This was with Julia v1.11.

1 Like

May I ask for the function definitions of multiplies_turbo()? I assume it is a triple-loop but I am a bit perplexed how changing around the array dims helps if we are already looping in (presumably) correct order. Granted, its my first time working with HybridArrays.jl.

Sorry, forgot the code:

``````julia> O1 = Vector{T}(undef, N_vectors); O2 = similar(O1);

julia> random_ddata_p = permutedims(random_ddata, (3, 1, 2));

julia> random_dvector_p = permutedims(random_dvector, (2, 1));

julia> N_vectors
5000

julia> function multiplies_turbo1!(O,M,V,N::Int)
T = eltype(V)
#unlikely simd does anything here
@turbo for i in 1:N
#@inbounds Lvec = V[:,i]
#@inbounds O[i] = Lvec' * (M[:,:,i] * Lvec)
Oi = zero(eltype(O))
for j in axes(V,1), k in axes(V,1)
Oi += V[j,i]*M[k,j,i]*V[k,i]
end
O[i] = Oi
end
return O
end
multiplies_turbo1! (generic function with 1 method)
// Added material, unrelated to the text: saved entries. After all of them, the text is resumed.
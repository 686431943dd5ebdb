use std::path::Path;
use std::sync::Arc;

use axum::{
    Json,
    body::Body,
    extract::{Path as UrlPath, State, rejection::JsonRejection},
    http::StatusCode,
    response::{IntoResponse, Response},
};
use tokio::fs::File;
use tokio_util::io::ReaderStream;
use tracing::{debug, info, warn};

use super::{
    error::ApiError,
    models::{
        DownloadRequest, FormatsResponse, HealthResponse, ImpersonationStatus,
        JobAcceptedResponse, JobStatusResponse, JobsHealth, UrlInput,
    },
    state::AppState,
    utils::attachment_headers,
    validation::{validate_download_request, validate_url_input},
};
use crate::classify;
use crate::error::MediaError;
use crate::jobs::{IMPERSONATION_HINT, JobStatus, ProgressReporter};

/// Format menu for a URL (POST /api/formats)
///
/// Nothing is downloaded; the backend is asked for metadata only.
pub async fn formats(
    State(state): State<AppState>,
    payload: Result<Json<UrlInput>, JsonRejection>,
) -> Result<Json<FormatsResponse>, ApiError> {
    let Json(input) = payload?;
    let url = validate_url_input(&input)?;

    let description = state.executor.describe(&url).await?;
    debug!(%url, options = description.formats.len(), "Formats listed");

    Ok(Json(FormatsResponse {
        title: description.title,
        url,
        formats: description.formats,
    }))
}

/// Start an asynchronous download (POST /api/download/start)
///
/// Returns 202 with the job id as soon as the job is queued; clients then poll
/// the status endpoint and fetch the file once it reports `done`.
pub async fn download_start(
    State(state): State<AppState>,
    payload: Result<Json<DownloadRequest>, JsonRejection>,
) -> Result<impl IntoResponse, ApiError> {
    let Json(request) = payload?;
    let job = validate_download_request(&request)?;
    classify::validate_url(&job.url)?;

    let url = job.url.clone();
    let job_id = state.broker.submit(job).await?;
    info!(%job_id, %url, "Download job accepted");

    Ok((StatusCode::ACCEPTED, Json(JobAcceptedResponse { job_id })))
}

/// Job status (GET /api/download/status/{job_id})
pub async fn download_status(
    State(state): State<AppState>,
    UrlPath(job_id): UrlPath<String>,
) -> Result<Json<JobStatusResponse>, ApiError> {
    let job = state.registry.get(&job_id)?;

    Ok(Json(JobStatusResponse {
        status: job.status,
        progress: job.progress,
        filename: job.display_filename,
        error: job.error_message,
    }))
}

/// Finished artifact (GET /api/download/file/{job_id})
pub async fn download_file(
    State(state): State<AppState>,
    UrlPath(job_id): UrlPath<String>,
) -> Result<Response, ApiError> {
    let job = state.registry.get(&job_id)?;

    let (Some(path), Some(filename)) = (job.result_path, job.display_filename) else {
        return Err(MediaError::NotReady.into());
    };
    if job.status != JobStatus::Done {
        return Err(MediaError::NotReady.into());
    }

    let file = open_artifact(&path).await?;
    attachment(file, &filename).await
}

/// Download and stream in one request (POST /api/download)
///
/// The artifact is never registered as a job, so its files are removed as soon
/// as the response holds an open handle to it.
pub async fn download_sync(
    State(state): State<AppState>,
    payload: Result<Json<DownloadRequest>, JsonRejection>,
) -> Result<Response, ApiError> {
    let Json(request) = payload?;
    let job = validate_download_request(&request)?;

    info!(url = %job.url, "Synchronous download started");
    let ignore: ProgressReporter = Arc::new(|_: u8| {});
    let artifact = state
        .executor
        .acquire(&job.url, job.format_selector.as_deref(), ignore)
        .await?;

    let opened = open_artifact(&artifact.path).await;
    // An unlinked file stays readable through the open handle on Unix
    state.executor.discard(&artifact).await;
    attachment(opened?, &artifact.filename).await
}

/// Whether browser impersonation is usable (GET /api/impersonation-status)
pub async fn impersonation_status(State(state): State<AppState>) -> Json<ImpersonationStatus> {
    let caps = &state.capabilities;
    let hint = (!caps.impersonation_available).then(|| IMPERSONATION_HINT.to_string());

    Json(ImpersonationStatus {
        browser_impersonation_installed: caps.impersonation_library_installed,
        backend_supports_impersonation: caps.impersonation_available,
        hint,
    })
}

/// Liveness and job counters (GET /health)
pub async fn health(State(state): State<AppState>) -> Json<HealthResponse> {
    Json(HealthResponse {
        status: "ok".to_string(),
        version: env!("CARGO_PKG_VERSION").to_string(),
        jobs: JobsHealth {
            tracked: state.registry.len(),
            queued: state.broker.queued(),
            workers: state.broker.workers(),
        },
        metrics: state.metrics.snapshot(),
    })
}

async fn open_artifact(path: &Path) -> Result<File, MediaError> {
    tokio::fs::File::open(path).await.map_err(|e| {
        warn!(path = %path.display(), error = %e, "Artifact not readable");
        MediaError::NotReady
    })
}

async fn attachment(file: File, filename: &str) -> Result<Response, ApiError> {
    let len = file
        .metadata()
        .await
        .map_err(|e| ApiError::Internal(e.to_string()))?
        .len();

    let body = Body::from_stream(ReaderStream::new(file));
    Ok((attachment_headers(filename, len), body).into_response())
}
julia> function multiplies_turbo2!(O,M,V,N::Int)
T = eltype(V)
#unlikely simd does anything here
@turbo for i in 1:N
#@inbounds Lvec = V[:,i]
#@inbounds O[i] = Lvec' * (M[:,:,i] * Lvec)
Oi = zero(eltype(O))
for j in axes(V,2), k in axes(V,2)
Oi += V[i,j]*M[i,k,j]*V[i,k]
end
O[i] = Oi
end
return O
end
multiplies_turbo2! (generic function with 1 method)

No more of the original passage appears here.